Forming an effective strategy to tackle climate change, backed up with meaningful action, would also work to strengthen the Opposition in Britain, which is another criticism aimed at Corbyn's leadership of his party. Cameron and his Conservative government are considerably lacking in this area and it represents an opportunity for Labour.

Speaking during a seminar at City University, London, Andrew Pendleton, head of campaigns at Friends of the Earth, was critical of the government's approach to climate change. He said the most meaningful commitment Britain has made to addressing the issue has been the introduction of renewable energy targets, which was imposed by the EU in 2008.

"The single thing that has driven UK climate action is not our Climate Change Act [2008]," Mr Pendleton said. "It is the renewable energy targets we adopted as part of the EU package in 2008 before Copenhagen." Britain, he said, has always been one of the "laggards" and "one of the ones that can't be persuaded" on climate action.

The legally binding directive, announced under Tony Blair's Labour government, requires a certain amount of each member state's energy consumption to be from renewable sources by 2020. The UK target is 15 per cent. However, a leaked letter in November 2015 revealed that Amber Rudd, energy secretary, had doubts about hitting this target.
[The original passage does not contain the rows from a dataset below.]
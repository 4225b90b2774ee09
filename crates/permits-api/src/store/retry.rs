//! Retry with exponential backoff for store calls.
//!
//! Only [`StoreError::Transient`] failures are retried. Everything else,
//! including version conflicts, is returned on the first attempt.

use std::future::Future;
use std::time::Duration;

use super::StoreError;

/// Retries after the initial attempt.
const MAX_RETRIES: u32 = 3;

/// Doubles each attempt: 100ms, 200ms, 400ms.
const BASE_DELAY_MS: u64 = 100;

pub(crate) async fn with_retry<T, F, Fut>(op: &'static str, f: F) -> Result<T, StoreError>
where
    F: Fn() -> Fut,
    Fut: Future<Output = Result<T, StoreError>>,
{
    for attempt in 0..MAX_RETRIES {
        match f().await {
            Err(e) if e.is_transient() => {
                let delay = Duration::from_millis(BASE_DELAY_MS * 2u64.pow(attempt));
                tracing::warn!(
                    op,
                    attempt = attempt + 1,
                    max_retries = MAX_RETRIES,
                    "store call failed, retrying in {delay:?}: {e}"
                );
                tokio::time::sleep(delay).await;
            }
            other => return other,
        }
    }
    f().await
}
"I recognise we don't have the right policies, particularly in transport and heat, but we have four to five years and I remain committed to making the target," she said. According to Rudd, 11.5 per cent of UK energy coming from renewables by 2020 was a more realistic target. Even while bound by this obligation, which would result in multi-million pound fines if unfulfilled, the government under Cameron has displayed little commitment to achieving it.
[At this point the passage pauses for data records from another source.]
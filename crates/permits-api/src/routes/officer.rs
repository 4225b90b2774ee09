//! # Dashboards API
//!
//! The citizen dashboard summary and the officer review queue and daily
//! statistics.

use axum::extract::{Query, State};
use axum::routing::get;
use axum::{Json, Router};
use serde::{Deserialize, Serialize};
use utoipa::{IntoParams, ToSchema};
use uuid::Uuid;

use permits_core::PermitTypeId;
use permits_state::ApplicationStatus;

use crate::auth::{require_staff, CallerIdentity};
use crate::error::AppError;
use crate::model::ApplicationFilter;
use crate::routes::applications::ApplicationResponse;
use crate::state::AppState;

#[derive(Debug, Serialize, ToSchema)]
pub struct DashboardResponse {
    pub total: usize,
    pub pending: usize,
    pub approved: usize,
    pub rejected: usize,
    pub recent: Vec<ApplicationResponse>,
}

#[derive(Debug, Default, Deserialize, IntoParams)]
#[into_params(parameter_in = Query)]
pub struct QueueQuery {
    /// Status name, e.g. SUBMITTED.
    pub status: Option<String>,
    pub permit_type_id: Option<Uuid>,
    /// Matches application number or business name, case-insensitive.
    pub search: Option<String>,
}

impl QueueQuery {
    fn into_filter(self) -> Result<ApplicationFilter, AppError> {
        let status = match self.status.as_deref().map(str::trim) {
            None | Some("") => None,
            Some(name) => Some(
                ApplicationStatus::from_name(name)
                    .ok_or_else(|| AppError::Validation(format!("unknown status '{name}'")))?,
            ),
        };
        Ok(ApplicationFilter {
            status,
            permit_type_id: self.permit_type_id.map(PermitTypeId::from_uuid),
            search: self
                .search
                .map(|s| s.trim().to_string())
                .filter(|s| !s.is_empty()),
            ..ApplicationFilter::default()
        })
    }
}

#[derive(Debug, Serialize, ToSchema)]
pub struct OfficerStatsResponse {
    pub total_applications: usize,
    pub pending_review: usize,
    pub approved_today: i64,
    pub rejected_today: i64,
}

pub fn router() -> Router<AppState> {
    Router::new()
        .route("/v1/dashboard", get(dashboard))
        .route("/v1/officer/applications", get(officer_queue))
        .route("/v1/officer/stats", get(officer_stats))
}

/// GET /v1/dashboard: Counts and recent applications for the caller.
#[utoipa::path(
    get,
    path = "/v1/dashboard",
    responses(
        (status = 200, description = "Dashboard summary", body = DashboardResponse),
    ),
    tag = "dashboard"
)]
pub(crate) async fn dashboard(
    State(state): State<AppState>,
    caller: CallerIdentity,
) -> Result<Json<DashboardResponse>, AppError> {
    let owner = caller.require_user()?;
    let d = state.service.dashboard(owner).await?;
    Ok(Json(DashboardResponse {
        total: d.total,
        pending: d.pending,
        approved: d.approved,
        rejected: d.rejected,
        recent: d.recent.into_iter().map(Into::into).collect(),
    }))
}

/// GET /v1/officer/applications: Review queue.
#[utoipa::path(
    get,
    path = "/v1/officer/applications",
    params(QueueQuery),
    responses(
        (status = 200, description = "Applications matching the filter", body = Vec<ApplicationResponse>),
        (status = 403, description = "Officer role required", body = crate::error::ErrorBody),
    ),
    tag = "officer"
)]
pub(crate) async fn officer_queue(
    State(state): State<AppState>,
    caller: CallerIdentity,
    Query(query): Query<QueueQuery>,
) -> Result<Json<Vec<ApplicationResponse>>, AppError> {
    require_staff(&caller)?;
    let applications = state.service.officer_queue(query.into_filter()?).await?;
    Ok(Json(applications.into_iter().map(Into::into).collect()))
}

/// GET /v1/officer/stats: Queue size and today's decisions.
#[utoipa::path(
    get,
    path = "/v1/officer/stats",
    responses(
        (status = 200, description = "Officer statistics", body = OfficerStatsResponse),
        (status = 403, description = "Officer role required", body = crate::error::ErrorBody),
    ),
    tag = "officer"
)]
pub(crate) async fn officer_stats(
    State(state): State<AppState>,
    caller: CallerIdentity,
) -> Result<Json<OfficerStatsResponse>, AppError> {
    require_staff(&caller)?;
    let s = state.service.officer_stats().await?;
    Ok(Json(OfficerStatsResponse {
        total_applications: s.total_applications,
        pending_review: s.pending_review,
        approved_today: s.approved_today,
        rejected_today: s.rejected_today,
    }))
}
In contrast, by 2014, the latest year for data, nine member states including Sweden, Italy and Croatia had successfully reached their goal. For example, that year Sweden consumed 52.6 per cent of its energy from renewable sources clearing its 49 per cent target.

David Cameron has made a number of controversial decisions that are symbolic of his position. These include support for fracking and a withdrawal of state funding for carbon capture and storage, a process that disposes of carbon dioxide from fossil fuel plants without releasing it into the atmosphere.

"Since the conservative government was elected in May last year there's been a whole bunch of practical things and policies - that we had already and that were mostly about storing renewable energy - which they've either scaled down hugely or gotten rid of," Mr Pendleton added.

In her book, This Changes Everything, Klein points to a study conducted by the Cultural Cognition Project at Yale Law School. It said that a person's worldview is the most likely thing to influence their beliefs about climate change. Read within a political context, you could argue that the worldview of a politician would influence his or her commitment to climate change policy. A lacklustre approach from David Cameron and his Conservative government is therefore unsurprising. The kind of change that must happen poses a direct threaten their worldview, personal interests and brand of politics.

With Jeremy Corbyn, on the other hand, the opposite is true. In contrast to Cameron, his worldview and politics are far more compatible with what is needed to address global warming.

There is a void that must be filled in British politics when it comes to climate change. Aside from the many number of reasons to take action based on humanitarian grounds, Corbyn is a politician in need of a stronger and more unified party. Forming a powerful strategy to tackle this crisis would help him achieve this.

As I entered the Southbank Centre for Naomi Klein's lecture, the sun was shining and crowds of people were enjoying a drink on the terrace. For the next two hours I was learning about climate change. Night fell on London and by the time I was outside it was dark. This struck me as symbolic of our current approach to tackling climate change. Many of us are oblivious, neglectful or in denial about the issue. But the longer we go on talking about it, without action to back it up, it will be an irreversible darkness that washes over us.